You will also need some soft rubber hose
Notice that you want a hose that is somewhat soft and flexible.
I found some while cleaning the garage today. 
The hose I have appears to have an outside diameter of about 3/8 inch.
Looks like the hose wall is about 1/8 inch thick. 
And finally the hole in the hose appears to have an interior diameter about 1/8 inch.
These are approximate measurements.
I believe this hose is a lawn mower fuel line hose that I got from Home Depot.

You will need some needle-nose pliers.
Also you will need some wire cutters.

Step 2: Cut the Wire and Tubing.

Decide how long you want your flexible tie to be.  In this illustration, it is about 10 inches long. 
You'll need to cut the wire about 3 inches longer than the hose.  So the wire was about 13 inches long.

The wire will be longer so you can bend an eyelette on each end of the tie.

Step 3: Insert the Wire and Bend the Eyelettes.

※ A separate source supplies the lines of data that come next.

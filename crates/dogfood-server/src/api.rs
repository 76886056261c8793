use std::sync::Arc;

use axum::{
    extract::{Query, State},
    http::{HeaderMap, Method},
    routing::{get, patch, post},
    Json, Router,
};
use chrono::{DateTime, Utc};
use serde::{Deserialize, Serialize};
use tower_http::cors::{Any, CorsLayer};
use tower_http::trace::TraceLayer;
use tracing::info;

use dogfood_feed::{ChangeEvent, LocalFeed};
use dogfood_shared::constants::{DEFAULT_HISTORY_LIMIT, MAX_HISTORY_LIMIT};
use dogfood_shared::{
    DeliveryStatus, LinkId, MediaMetadata, Message, MessageId, MessageType, UserId,
};
use dogfood_store::{HistoryQuery, MessageStore, NewMessage};

use crate::auth::TokenMap;
use crate::error::ServerError;

pub struct AppState<S> {
    pub store: Arc<S>,
    pub feed: Arc<LocalFeed>,
    pub auth: Arc<TokenMap>,
}

impl<S> Clone for AppState<S> {
    fn clone(&self) -> Self {
        Self {
            store: self.store.clone(),
            feed: self.feed.clone(),
            auth: self.auth.clone(),
        }
    }
}

pub fn build_router<S: MessageStore + 'static>(state: AppState<S>) -> Router {
    let cors = CorsLayer::new()
        .allow_origin(Any)
        .allow_methods([Method::GET, Method::POST, Method::PATCH, Method::OPTIONS])
        .allow_headers(Any);

    Router::new()
        .route("/health", get(health_check))
        .route("/api/messages/send", post(send_message::<S>))
        .route("/api/messages/history", get(message_history::<S>))
        .route("/api/messages/status", patch(update_status::<S>))
        .layer(cors)
        .layer(TraceLayer::new_for_http())
        .with_state(state)
}

#[derive(Serialize)]
struct HealthResponse {
    status: &'static str,
    version: &'static str,
}

#[derive(Deserialize)]
#[serde(rename_all = "camelCase")]
struct SendRequest {
    link_id: LinkId,
    receiver_id: UserId,
    message_type: String,
    content: Option<String>,
    media_url: Option<String>,
    #[serde(default)]
    media_metadata: MediaMetadata,
}

#[derive(Deserialize)]
#[serde(rename_all = "camelCase")]
struct HistoryParams {
    link_id: LinkId,
    /// `created_at` of the oldest already-loaded row; pages strictly older.
    cursor: Option<DateTime<Utc>>,
    limit: Option<u32>,
}

#[derive(Deserialize)]
#[serde(rename_all = "camelCase")]
struct StatusRequest {
    message_ids: Vec<MessageId>,
    status: String,
}

#[derive(Serialize)]
struct StatusResponse {
    updated: usize,
}

async fn health_check() -> Json<HealthResponse> {
    Json(HealthResponse {
        status: "ok",
        version: env!("CARGO_PKG_VERSION"),
    })
}

/// `POST /api/messages/send`
///
/// The sender identity comes from the bearer token, never from the body, so
/// a client cannot write rows on another user's behalf.
async fn send_message<S: MessageStore>(
    State(state): State<AppState<S>>,
    headers: HeaderMap,
    Json(req): Json<SendRequest>,
) -> Result<Json<Message>, ServerError> {
    let sender = state.auth.resolve(&headers)?;

    let message_type = MessageType::from_str_opt(&req.message_type).ok_or_else(|| {
        ServerError::BadRequest(format!("unknown message type {:?}", req.message_type))
    })?;

    let new = NewMessage {
        link_id: req.link_id,
        sender_id: sender,
        receiver_id: req.receiver_id,
        message_type,
        content: req.content,
        media_url: req.media_url,
        media_metadata: req.media_metadata,
    };

    let message = state.store.create_message(new).await?;
    info!(msg_id = %message.id, link = %message.link_id, "Message stored");

    // Commit first, then fan out. In a hosted deployment the platform's CDC
    // stream does this; self-hosted, the server is the stream.
    state.feed.publish(ChangeEvent::Inserted(message.clone()));

    Ok(Json(message))
}

/// `GET /api/messages/history?linkId=..&cursor=..&limit=..`
async fn message_history<S: MessageStore>(
    State(state): State<AppState<S>>,
    headers: HeaderMap,
    Query(params): Query<HistoryParams>,
) -> Result<Json<Vec<Message>>, ServerError> {
    let user = state.auth.resolve(&headers)?;

    let link = state.store.get_link(params.link_id).await?;
    if !link.contains(user) {
        return Err(ServerError::Forbidden(format!(
            "user {user} is not a participant of link {}",
            params.link_id
        )));
    }

    let limit = params
        .limit
        .unwrap_or(DEFAULT_HISTORY_LIMIT)
        .clamp(1, MAX_HISTORY_LIMIT);
    let query = HistoryQuery {
        before: params.cursor,
        limit,
        ..HistoryQuery::default()
    };

    let rows = state.store.list_messages(params.link_id, query).await?;
    Ok(Json(rows))
}

/// `PATCH /api/messages/status { messageIds, status }`
///
/// Only `delivered` and `read` are accepted as targets; `sent` exists solely
/// as the creation state. An empty id list is rejected before touching the
/// store. The update is scoped to rows addressed to the caller, so ids
/// belonging to other users are silently skipped.
async fn update_status<S: MessageStore>(
    State(state): State<AppState<S>>,
    headers: HeaderMap,
    Json(req): Json<StatusRequest>,
) -> Result<Json<StatusResponse>, ServerError> {
    let user = state.auth.resolve(&headers)?;

    if req.message_ids.is_empty() {
        return Err(ServerError::BadRequest("missing messageIds".into()));
    }

    let target = match DeliveryStatus::from_str_opt(&req.status) {
        Some(DeliveryStatus::Delivered) => DeliveryStatus::Delivered,
        Some(DeliveryStatus::Read) => DeliveryStatus::Read,
        _ => {
            return Err(ServerError::BadRequest(format!(
                "status must be delivered or read, got {:?}",
                req.status
            )))
        }
    };

    let updated = state
        .store
        .update_status(&req.message_ids, target, user)
        .await?;
    info!(count = updated, status = %target, "Status batch applied");

    if updated > 0 {
        // Fan out the rows that now sit at the target. A row that was
        // already there republishes; consumers treat updates idempotently.
        for id in &req.message_ids {
            if let Ok(row) = state.store.get_message(*id).await {
                if row.receiver_id == user && row.status == target {
                    state.feed.publish(ChangeEvent::Updated(row));
                }
            }
        }
    }

    Ok(Json(StatusResponse { updated }))
}

pub async fn serve<S: MessageStore + 'static>(
    state: AppState<S>,
    addr: std::net::SocketAddr,
) -> anyhow::Result<()> {
    let app = build_router(state);

    info!(addr = %addr, "Starting HTTP API server");

    let listener = tokio::net::TcpListener::bind(addr).await?;
    axum::serve(listener, app).await?;

    Ok(())
}

#[cfg(test)]
mod tests {
    use super::*;

    use axum::body::Body;
    use axum::http::{Request, StatusCode};
    use http_body_util::BodyExt;
    use tower::ServiceExt;

    use dogfood_feed::ChangeFeed;
    use dogfood_shared::Link;
    use dogfood_store::MemoryStore;

    struct TestApp {
        router: Router,
        feed: Arc<LocalFeed>,
        link: Link,
        bea: UserId,
    }

    async fn test_app() -> TestApp {
        let store = Arc::new(MemoryStore::new());
        let alice = UserId::new();
        let bea = UserId::new();
        let link = Link::new(alice, bea);
        store.add_link(link).await;

        let feed = Arc::new(LocalFeed::new());
        let auth = Arc::new(TokenMap::new(vec![
            ("alice-token".into(), alice),
            ("bea-token".into(), bea),
            ("carol-token".into(), UserId::new()),
        ]));

        let state = AppState {
            store,
            feed: feed.clone(),
            auth,
        };
        TestApp {
            router: build_router(state),
            feed,
            link,
            bea,
        }
    }

    fn json_request(method: &str, uri: &str, token: &str, body: serde_json::Value) -> Request<Body> {
        Request::builder()
            .method(method)
            .uri(uri)
            .header("authorization", format!("Bearer {token}"))
            .header("content-type", "application/json")
            .body(Body::from(body.to_string()))
            .unwrap()
    }

    async fn read_json(response: axum::response::Response) -> serde_json::Value {
        let bytes = response.into_body().collect().await.unwrap().to_bytes();
        serde_json::from_slice(&bytes).unwrap()
    }

    #[tokio::test]
    async fn send_stores_and_publishes() {
        let app = test_app().await;
        let mut sub = app.feed.subscribe(app.link.id).await.unwrap();

        let response = app
            .router
            .oneshot(json_request(
                "POST",
                "/api/messages/send",
                "alice-token",
                serde_json::json!({
                    "linkId": app.link.id,
                    "receiverId": app.bea,
                    "messageType": "text",
                    "content": "hi",
                }),
            ))
            .await
            .unwrap();

        assert_eq!(response.status(), StatusCode::OK);
        let body = read_json(response).await;
        assert_eq!(body["status"], "sent");
        assert_eq!(body["content"], "hi");

        let event = sub.try_recv().unwrap();
        assert!(matches!(event, ChangeEvent::Inserted(_)));
    }

    #[tokio::test]
    async fn missing_token_is_unauthorized() {
        let app = test_app().await;
        let response = app
            .router
            .oneshot(
                Request::builder()
                    .method("GET")
                    .uri(format!("/api/messages/history?linkId={}", app.link.id))
                    .body(Body::empty())
                    .unwrap(),
            )
            .await
            .unwrap();
        assert_eq!(response.status(), StatusCode::UNAUTHORIZED);
    }

    #[tokio::test]
    async fn history_rejects_non_participant() {
        let app = test_app().await;
        let response = app
            .router
            .oneshot(
                Request::builder()
                    .method("GET")
                    .uri(format!("/api/messages/history?linkId={}", app.link.id))
                    .header("authorization", "Bearer carol-token")
                    .body(Body::empty())
                    .unwrap(),
            )
            .await
            .unwrap();
        assert_eq!(response.status(), StatusCode::FORBIDDEN);
    }

    #[tokio::test]
    async fn status_route_rejects_sent_target() {
        let app = test_app().await;
        let response = app
            .router
            .oneshot(json_request(
                "PATCH",
                "/api/messages/status",
                "bea-token",
                serde_json::json!({
                    "messageIds": [MessageId::new()],
                    "status": "sent",
                }),
            ))
            .await
            .unwrap();
        assert_eq!(response.status(), StatusCode::BAD_REQUEST);
    }

    #[tokio::test]
    async fn status_route_rejects_empty_id_list() {
        let app = test_app().await;
        let response = app
            .router
            .oneshot(json_request(
                "PATCH",
                "/api/messages/status",
                "bea-token",
                serde_json::json!({
                    "messageIds": [],
                    "status": "delivered",
                }),
            ))
            .await
            .unwrap();
        assert_eq!(response.status(), StatusCode::BAD_REQUEST);
    }

    #[tokio::test]
    async fn status_route_advances_scoped_rows() {
        let app = test_app().await;

        // Seed a message through the API so it exists with status sent.
        let response = app
            .router
            .clone()
            .oneshot(json_request(
                "POST",
                "/api/messages/send",
                "alice-token",
                serde_json::json!({
                    "linkId": app.link.id,
                    "receiverId": app.bea,
                    "messageType": "text",
                    "content": "mark me",
                }),
            ))
            .await
            .unwrap();
        let body = read_json(response).await;
        let id = body["id"].as_str().unwrap().to_string();

        let response = app
            .router
            .oneshot(json_request(
                "PATCH",
                "/api/messages/status",
                "bea-token",
                serde_json::json!({
                    "messageIds": [id],
                    "status": "delivered",
                }),
            ))
            .await
            .unwrap();
        assert_eq!(response.status(), StatusCode::OK);
        let body = read_json(response).await;
        assert_eq!(body["updated"], 1);
    }
}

Now, use your needle nose pliers to bend an eyelette on one end of the wire.
Then insert the wire into the hose.
Finally, bend an eyelette on the other end of the hose.

The eyelettes serve a few purposes.
  1. They hold the hose in place.
  2. They serve as handles when manipulating the tie.
  3. They also serve as hooks if you want to hang your item.

Step 4: Use Your New Flexi-Tie

Now use your new Flexi-Tie.
Can be used to hold many different things.
This picture shows it hanging a 50 foot extension cord.
Can also be use to hold rope or other various cables.

Use a really big one for handling water hose.

Other uses - modify the item and use like a gorillapod to help you with your camera.
I may put up some instructions on that later...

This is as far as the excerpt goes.